Pitch Yourself: How to present yourself convincingly
Chapter 9 from the CHANGE JOURNAL »
"Hello, my name is ... and ... um..." How many memorable pitches have you experienced over the past few months – or even your whole life? Why are some more inspiring than others? And what about your own pitches?
Sometimes we have to introduce ourselves to someone somewhere several times a day. Why is it so difficult for most of us to make a lasting and compelling impression? And why do we think we need to reinvent our own story from scratch every time? Specific aspects need to be put in a different order or emphasized somewhat differently; that depends on who we pitch to and our audience in each case. It also clearly depends on what we want to achieve with our pitch. And naturally, not every brief self-introduction should be repeated word for word at every new event.

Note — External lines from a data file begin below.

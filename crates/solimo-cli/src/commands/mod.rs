pub mod completion;
pub mod config;
pub mod difficulty;
pub mod play;
pub mod settings;
pub mod today;

use std::sync::Arc;

use solimo_core::{Config, Solimo, SqliteStore, SystemClock};
use tracing::debug;

pub type App = Solimo<Arc<SqliteStore>, SystemClock>;

/// Open the configured database with the local system clock.
pub fn open_app(config: &Config) -> Result<App, Box<dyn std::error::Error>> {
    let path = config.database_path()?;
    debug!(path = %path.display(), "opening database");
    let store = SqliteStore::open(&path)?;
    Ok(Solimo::new(
        Arc::new(store),
        SystemClock,
        config.session.clone(),
    ))
}
//! SQLite-backed key-value store.
//!
//! A single `kv` table in `~/.config/solimo/solimo.db` (or wherever the
//! config points). The connection sits behind a mutex that is only held
//! for the duration of one statement.

use std::path::Path;
use std::sync::Mutex;

use async_trait::async_trait;
use rusqlite::{params, Connection};

use super::KeyValueStore;
use crate::error::StorageError;

pub struct SqliteStore {
    conn: Mutex<Connection>,
}

impl SqliteStore {
    /// Open (or create) the database at `path`.
    ///
    /// # Errors
    /// Returns an error if the database cannot be opened or migrated.
    pub fn open(path: &Path) -> Result<Self, StorageError> {
        let conn = Connection::open(path).map_err(|source| StorageError::OpenFailed {
            path: path.to_path_buf(),
            source,
        })?;
        let store = Self {
            conn: Mutex::new(conn),
        };
        store.migrate()?;
        Ok(store)
    }

    /// Open an in-memory database.
    ///
    /// # Errors
    /// Returns an error if SQLite cannot allocate the database.
    pub fn open_memory() -> Result<Self, StorageError> {
        let conn = Connection::open_in_memory()?;
        let store = Self {
            conn: Mutex::new(conn),
        };
        store.migrate()?;
        Ok(store)
    }

    fn migrate(&self) -> Result<(), StorageError> {
        self.conn.lock()?.execute_batch(
            "CREATE TABLE IF NOT EXISTS kv (
                key   TEXT PRIMARY KEY,
                value TEXT NOT NULL
            );",
        )?;
        Ok(())
    }

    fn kv_get(&self, key: &str) -> Result<Option<String>, StorageError> {
        let conn = self.conn.lock()?;
        let mut stmt = conn.prepare("SELECT value FROM kv WHERE key = ?1")?;
        let result = stmt.query_row(params![key], |row| row.get::<_, String>(0));
        match result {
            Ok(v) => Ok(Some(v)),
            Err(rusqlite::Error::QueryReturnedNoRows) => Ok(None),
            Err(e) => Err(e.into()),
        }
    }

    fn kv_set(&self, key: &str, value: &str) -> Result<(), StorageError> {
        self.conn.lock()?.execute(
            "INSERT OR REPLACE INTO kv (key, value) VALUES (?1, ?2)",
            params![key, value],
        )?;
        Ok(())
    }

    fn kv_remove(&self, key: &str) -> Result<(), StorageError> {
        self.conn
            .lock()?
            .execute("DELETE FROM kv WHERE key = ?1", params![key])?;
        Ok(())
    }
}

#[async_trait]
impl KeyValueStore for SqliteStore {
    async fn get(&self, key: &str) -> Result<Option<String>, StorageError> {
        self.kv_get(key)
    }

    async fn set(&self, key: &str, value: &str) -> Result<(), StorageError> {
        self.kv_set(key, value)
    }

    async fn remove(&self, key: &str) -> Result<(), StorageError> {
        self.kv_remove(key)
    }
}
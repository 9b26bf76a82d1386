//! Application facade: every core component over one shared store and
//! clock, the way the home screen and parent panel use them.

use chrono::NaiveDate;
use serde::Serialize;
use tracing::info;

use crate::activity::{ActivityId, AgeBand, Difficulty};
use crate::clock::Clock;
use crate::completion::CompletionTracker;
use crate::difficulty::DifficultyLevels;
use crate::error::{CoreError, StorageError};
use crate::preferences::Preferences;
use crate::schedule::{day_name_for_activity, ActivityScheduler};
use crate::session::ActivitySession;
use crate::storage::{KeyValueStore, SessionSettings};

/// Everything the home screen shows.
#[derive(Debug, Clone, PartialEq, Eq, Serialize)]
pub struct TodayOverview {
    pub date: NaiveDate,
    pub activity: ActivityId,
    pub activity_name: &'static str,
    pub day_name: &'static str,
    pub completed: bool,
    pub age_band: AgeBand,
    pub level: Difficulty,
    pub sound_enabled: bool,
}

pub struct Solimo<S, C>
where
    S: KeyValueStore + Clone,
    C: Clock + Clone,
{
    clock: C,
    scheduler: ActivityScheduler<C>,
    tracker: CompletionTracker<S, C>,
    levels: DifficultyLevels<S>,
    preferences: Preferences<S>,
    settings: SessionSettings,
}

impl<S, C> Solimo<S, C>
where
    S: KeyValueStore + Clone,
    C: Clock + Clone,
{
    pub fn new(store: S, clock: C, settings: SessionSettings) -> Self {
        Self {
            scheduler: ActivityScheduler::new(clock.clone()),
            tracker: CompletionTracker::new(store.clone(), clock.clone()),
            levels: DifficultyLevels::new(store.clone()),
            preferences: Preferences::new(store),
            clock,
            settings,
        }
    }

    pub fn scheduler(&self) -> &ActivityScheduler<C> {
        &self.scheduler
    }

    pub fn tracker(&self) -> &CompletionTracker<S, C> {
        &self.tracker
    }

    pub fn levels(&self) -> &DifficultyLevels<S> {
        &self.levels
    }

    pub fn preferences(&self) -> &Preferences<S> {
        &self.preferences
    }

    pub fn settings(&self) -> &SessionSettings {
        &self.settings
    }

    /// # Errors
    /// Propagates store failures.
    pub async fn today(&self) -> Result<TodayOverview, StorageError> {
        let activity = self.scheduler.todays_activity_id();
        Ok(TodayOverview {
            date: self.clock.today(),
            activity,
            activity_name: activity.display_name(),
            day_name: day_name_for_activity(activity),
            completed: self.tracker.is_completed_today().await?,
            age_band: self.preferences.age_band().await?,
            level: self.levels.level_for(activity).await?,
            sound_enabled: self.preferences.sound_enabled().await?,
        })
    }

    /// Start a session for `activity` with the saved age band.
    ///
    /// # Errors
    /// Propagates store failures.
    pub async fn start_session(
        &self,
        activity: ActivityId,
    ) -> Result<ActivitySession<'_, S, C>, CoreError> {
        let age_band = self.preferences.age_band().await?;
        ActivitySession::begin(activity, age_band, &self.levels, &self.tracker, &self.settings)
            .await
    }

    /// # Errors
    /// Propagates store failures.
    pub async fn start_todays_session(&self) -> Result<ActivitySession<'_, S, C>, CoreError> {
        self.start_session(self.scheduler.todays_activity_id()).await
    }

    /// Parent-panel reset: clears today's completion and every level.
    /// Age band and sound are kept.
    ///
    /// # Errors
    /// Propagates store failures.
    pub async fn reset_progress(&self) -> Result<(), StorageError> {
        self.tracker.clear_todays_completion().await?;
        self.levels.clear().await?;
        info!("progress reset");
        Ok(())
    }
}
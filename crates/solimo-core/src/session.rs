//! One play-through of the daily activity.
//!
//! The session owns a [`DifficultyController`] seeded from the persisted
//! level. Every answer runs the adjustment rule; level changes are written
//! back immediately, and the day is marked complete once the correct-answer
//! target is reached, after the answer that reached it has been fully
//! recorded.

use serde::{Deserialize, Serialize};
use tracing::{debug, info};

use crate::activity::{ActivityId, AgeBand, Difficulty};
use crate::clock::Clock;
use crate::completion::CompletionTracker;
use crate::difficulty::{DifficultyController, DifficultyLevels, ProgressSnapshot};
use crate::error::{CoreError, ValidationError};
use crate::storage::{KeyValueStore, SessionSettings};

#[derive(Debug, Clone, Copy, PartialEq, Eq, Serialize, Deserialize)]
#[serde(rename_all = "snake_case")]
pub enum Outcome {
    Correct,
    Wrong,
}

#[derive(Debug, Clone, Copy, PartialEq, Eq, Serialize)]
pub struct LevelChange {
    pub from: Difficulty,
    pub to: Difficulty,
}

/// What happened after a single answer.
#[derive(Debug, Clone, Copy, PartialEq, Eq, Serialize)]
pub struct AnswerReport {
    pub outcome: Outcome,
    pub level: Difficulty,
    pub level_change: Option<LevelChange>,
    pub progress: ProgressSnapshot,
    pub correct_count: u32,
    /// True only on the answer that finished the day.
    pub completed_now: bool,
}

#[derive(Debug, Clone, Copy, PartialEq, Eq, Serialize)]
pub struct SessionSummary {
    pub activity: ActivityId,
    pub age_band: AgeBand,
    pub correct: u32,
    pub attempts: u32,
    pub level: Difficulty,
    pub completed: bool,
}

pub struct ActivitySession<'a, S: KeyValueStore, C: Clock> {
    activity: ActivityId,
    age_band: AgeBand,
    controller: DifficultyController,
    levels: &'a DifficultyLevels<S>,
    tracker: &'a CompletionTracker<S, C>,
    target: u32,
    correct_count: u32,
    attempts: u32,
    completed: bool,
}

impl<'a, S: KeyValueStore, C: Clock> ActivitySession<'a, S, C> {
    /// Start a session at the activity's persisted level.
    ///
    /// # Errors
    /// Propagates store failures while loading the level.
    pub async fn begin(
        activity: ActivityId,
        age_band: AgeBand,
        levels: &'a DifficultyLevels<S>,
        tracker: &'a CompletionTracker<S, C>,
        settings: &SessionSettings,
    ) -> Result<Self, CoreError> {
        let level = levels.level_for(activity).await?;
        debug!(%activity, %age_band, %level, "session started");
        Ok(Self {
            activity,
            age_band,
            controller: DifficultyController::new(level),
            levels,
            tracker,
            target: settings.correct_answers_to_complete.max(1),
            correct_count: 0,
            attempts: 0,
            completed: false,
        })
    }

    pub fn activity(&self) -> ActivityId {
        self.activity
    }

    pub fn age_band(&self) -> AgeBand {
        self.age_band
    }

    pub fn level(&self) -> Difficulty {
        self.controller.current_level()
    }

    pub fn progress(&self) -> ProgressSnapshot {
        self.controller.progress_snapshot()
    }

    pub fn is_complete(&self) -> bool {
        self.completed
    }

    /// Correct answers still needed to finish the day.
    pub fn remaining(&self) -> u32 {
        self.target.saturating_sub(self.correct_count)
    }

    /// Record one answer.
    ///
    /// Persistence happens before any in-memory state moves, so a failed
    /// answer leaves the session untouched and can be retried. Rewriting
    /// the same level on retry is harmless.
    ///
    /// # Errors
    /// Fails with [`ValidationError::SessionComplete`] once the target was
    /// reached, or with the store error if persisting fails.
    pub async fn answer(&mut self, outcome: Outcome) -> Result<AnswerReport, CoreError> {
        if self.completed {
            return Err(ValidationError::SessionComplete {
                activity: self.activity.to_string(),
            }
            .into());
        }

        let mut controller = self.controller.clone();
        let from = controller.current_level();
        let mut correct_count = self.correct_count;
        match outcome {
            Outcome::Correct => {
                correct_count += 1;
                controller.record_correct();
            }
            Outcome::Wrong => controller.record_wrong(),
        }

        let level_change = match controller.evaluate_adjustment() {
            Some(to) => {
                self.levels.set_level(self.activity, to).await?;
                info!(activity = %self.activity, %from, %to, "difficulty level changed");
                Some(LevelChange { from, to })
            }
            None => None,
        };

        let completed_now = outcome == Outcome::Correct && correct_count >= self.target;
        if completed_now {
            self.tracker.mark_completed_today().await?;
        }

        self.controller = controller;
        self.correct_count = correct_count;
        self.attempts += 1;
        self.completed = completed_now;
        debug!(activity = %self.activity, ?outcome, correct = correct_count, "answer recorded");

        Ok(AnswerReport {
            outcome,
            level: self.controller.current_level(),
            level_change,
            progress: self.controller.progress_snapshot(),
            correct_count,
            completed_now,
        })
    }

    pub fn summary(&self) -> SessionSummary {
        SessionSummary {
            activity: self.activity,
            age_band: self.age_band,
            correct: self.correct_count,
            attempts: self.attempts,
            level: self.controller.current_level(),
            completed: self.completed,
        }
    }
}

#[cfg(test)]
mod tests {
    use super::*;
    use crate::clock::FixedClock;
    use crate::error::StorageError;
    use crate::storage::{keys, MemoryStore};
    use async_trait::async_trait;
    use chrono::NaiveDate;
    use std::sync::atomic::{AtomicBool, Ordering};
    use std::sync::Arc;

    struct Fixture {
        store: Arc<MemoryStore>,
        levels: DifficultyLevels<Arc<MemoryStore>>,
        tracker: CompletionTracker<Arc<MemoryStore>, FixedClock>,
    }

    fn fixture() -> Fixture {
        let store = Arc::new(MemoryStore::new());
        Fixture {
            levels: DifficultyLevels::new(Arc::clone(&store)),
            tracker: CompletionTracker::new(
                Arc::clone(&store),
                FixedClock::new(NaiveDate::from_ymd_opt(2026, 10, 12).unwrap()),
            ),
            store,
        }
    }

    #[tokio::test]
    async fn fifth_correct_answer_completes_the_day() {
        let f = fixture();
        let mut session = ActivitySession::begin(
            ActivityId::Colors,
            AgeBand::ThreeToFour,
            &f.levels,
            &f.tracker,
            &SessionSettings::default(),
        )
        .await
        .unwrap();

        for n in 1..=4 {
            let report = session.answer(Outcome::Correct).await.unwrap();
            assert!(!report.completed_now, "completed early at answer {n}");
            assert!(!f.tracker.is_completed_today().await.unwrap());
        }
        session.answer(Outcome::Wrong).await.unwrap();
        let report = session.answer(Outcome::Correct).await.unwrap();
        assert!(report.completed_now);
        assert!(f.tracker.is_completed_today().await.unwrap());

        let summary = session.summary();
        assert_eq!(summary.correct, 5);
        assert_eq!(summary.attempts, 6);
        assert!(summary.completed);
    }

    #[tokio::test]
    async fn level_changes_are_persisted() {
        let f = fixture();
        let mut session = ActivitySession::begin(
            ActivityId::Shapes,
            AgeBand::FiveToSix,
            &f.levels,
            &f.tracker,
            &SessionSettings::default(),
        )
        .await
        .unwrap();

        session.answer(Outcome::Correct).await.unwrap();
        session.answer(Outcome::Correct).await.unwrap();
        let report = session.answer(Outcome::Correct).await.unwrap();
        assert_eq!(
            report.level_change,
            Some(LevelChange {
                from: Difficulty::MIN,
                to: Difficulty::MID
            })
        );
        assert_eq!(f.levels.level_for(ActivityId::Shapes).await.unwrap(), Difficulty::MID);

        session.answer(Outcome::Wrong).await.unwrap();
        let report = session.answer(Outcome::Wrong).await.unwrap();
        assert_eq!(report.level, Difficulty::MIN);
        assert_eq!(f.levels.level_for(ActivityId::Shapes).await.unwrap(), Difficulty::MIN);
    }

    #[tokio::test]
    async fn session_starts_from_persisted_level() {
        let f = fixture();
        f.levels.set_level(ActivityId::Logic, Difficulty::MAX).await.unwrap();
        let session = ActivitySession::begin(
            ActivityId::Logic,
            AgeBand::SevenToEight,
            &f.levels,
            &f.tracker,
            &SessionSettings::default(),
        )
        .await
        .unwrap();
        assert_eq!(session.level(), Difficulty::MAX);
        assert_eq!(session.progress().target, 2);
        assert_eq!(session.remaining(), 5);
    }

    #[tokio::test]
    async fn answers_after_completion_are_rejected() {
        let f = fixture();
        let settings = SessionSettings {
            correct_answers_to_complete: 1,
        };
        let mut session = ActivitySession::begin(
            ActivityId::Memory,
            AgeBand::ThreeToFour,
            &f.levels,
            &f.tracker,
            &settings,
        )
        .await
        .unwrap();

        assert!(session.answer(Outcome::Correct).await.unwrap().completed_now);
        let err = session.answer(Outcome::Correct).await.unwrap_err();
        assert!(matches!(
            err,
            CoreError::Validation(ValidationError::SessionComplete { .. })
        ));
        assert_eq!(session.summary().attempts, 1);
    }

    /// Memory store whose writes can be switched to fail.
    #[derive(Default)]
    struct FlakyStore {
        inner: MemoryStore,
        fail_writes: AtomicBool,
    }

    #[async_trait]
    impl KeyValueStore for FlakyStore {
        async fn get(&self, key: &str) -> Result<Option<String>, StorageError> {
            self.inner.get(key).await
        }

        async fn set(&self, key: &str, value: &str) -> Result<(), StorageError> {
            if self.fail_writes.load(Ordering::SeqCst) {
                return Err(StorageError::Locked);
            }
            self.inner.set(key, value).await
        }

        async fn remove(&self, key: &str) -> Result<(), StorageError> {
            self.inner.remove(key).await
        }
    }

    #[tokio::test]
    async fn failed_level_write_leaves_session_unchanged() {
        let store = Arc::new(FlakyStore::default());
        let levels = DifficultyLevels::new(Arc::clone(&store));
        let tracker = CompletionTracker::new(
            Arc::clone(&store),
            FixedClock::new(NaiveDate::from_ymd_opt(2026, 10, 12).unwrap()),
        );
        let mut session = ActivitySession::begin(
            ActivityId::Colors,
            AgeBand::ThreeToFour,
            &levels,
            &tracker,
            &SessionSettings::default(),
        )
        .await
        .unwrap();

        session.answer(Outcome::Correct).await.unwrap();
        session.answer(Outcome::Correct).await.unwrap();

        store.fail_writes.store(true, Ordering::SeqCst);
        let err = session.answer(Outcome::Correct).await.unwrap_err();
        assert!(matches!(err, CoreError::Storage(StorageError::Locked)));

        let summary = session.summary();
        assert_eq!(summary.attempts, 2);
        assert_eq!(summary.correct, 2);
        assert_eq!(session.level(), Difficulty::MIN);
        assert_eq!(session.progress().count, 2);

        store.fail_writes.store(false, Ordering::SeqCst);
        let report = session.answer(Outcome::Correct).await.unwrap();
        assert_eq!(report.level, Difficulty::MID);
        assert_eq!(levels.level_for(ActivityId::Colors).await.unwrap(), Difficulty::MID);
        assert_eq!(session.summary().attempts, 3);
    }

    #[tokio::test]
    async fn failed_completion_write_can_be_retried() {
        let store = Arc::new(FlakyStore::default());
        let levels = DifficultyLevels::new(Arc::clone(&store));
        let tracker = CompletionTracker::new(
            Arc::clone(&store),
            FixedClock::new(NaiveDate::from_ymd_opt(2026, 10, 12).unwrap()),
        );
        let settings = SessionSettings {
            correct_answers_to_complete: 1,
        };
        let mut session = ActivitySession::begin(
            ActivityId::Sorting,
            AgeBand::FiveToSix,
            &levels,
            &tracker,
            &settings,
        )
        .await
        .unwrap();

        store.fail_writes.store(true, Ordering::SeqCst);
        assert!(session.answer(Outcome::Correct).await.is_err());
        assert!(!session.is_complete());
        assert_eq!(session.remaining(), 1);

        store.fail_writes.store(false, Ordering::SeqCst);
        assert!(session.answer(Outcome::Correct).await.unwrap().completed_now);
        assert!(tracker.is_completed_today().await.unwrap());
    }

    #[tokio::test]
    async fn wrong_answers_never_complete() {
        let f = fixture();
        let mut session = ActivitySession::begin(
            ActivityId::Numbers,
            AgeBand::ThreeToFour,
            &f.levels,
            &f.tracker,
            &SessionSettings::default(),
        )
        .await
        .unwrap();
        for _ in 0..10 {
            assert!(!session.answer(Outcome::Wrong).await.unwrap().completed_now);
        }
        assert!(f.store.get(keys::COMPLETED_DATE).await.unwrap().is_none());
        assert!(f.store.get(keys::ACTIVITY_LEVELS).await.unwrap().is_none());
    }
}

In addition, there is a conflict between our desire to present ourselves self-confidently and the fact that we don't want to come across as a babbling braggart. Depending on the context, individual personality, and cultural background, most people feel more comfortable presenting audiences with a more reserved version of themselves: kinder, charming, and modest. Nevertheless, I suspect it rarely hurts to lay it on a little bit thicker – and consequently make a more profound and lasting impression. Modesty is too often misinterpreted as mediocrity – and who wants to be remembered as dull? Don't get me wrong: I wouldn't encourage anyone to lie! I intend to have you evaluate how you usually introduce yourself and how you could formulate it differently to spice up your image in the future.
As I said, it's often purely a matter of context. This is defined by the following key questions: Who are you addressing? What intention does this presentation have? How important is it to leave a positive and lasting impression? And what should people remember first when they think of you later? Are you preparing for a job interview? Are you introducing yourself at a networking event? Or are you just trying to improve your presentation strategy outside the intimate circle of family and friends?
"The more natural and concise the pitch, the more time invested in preparing it."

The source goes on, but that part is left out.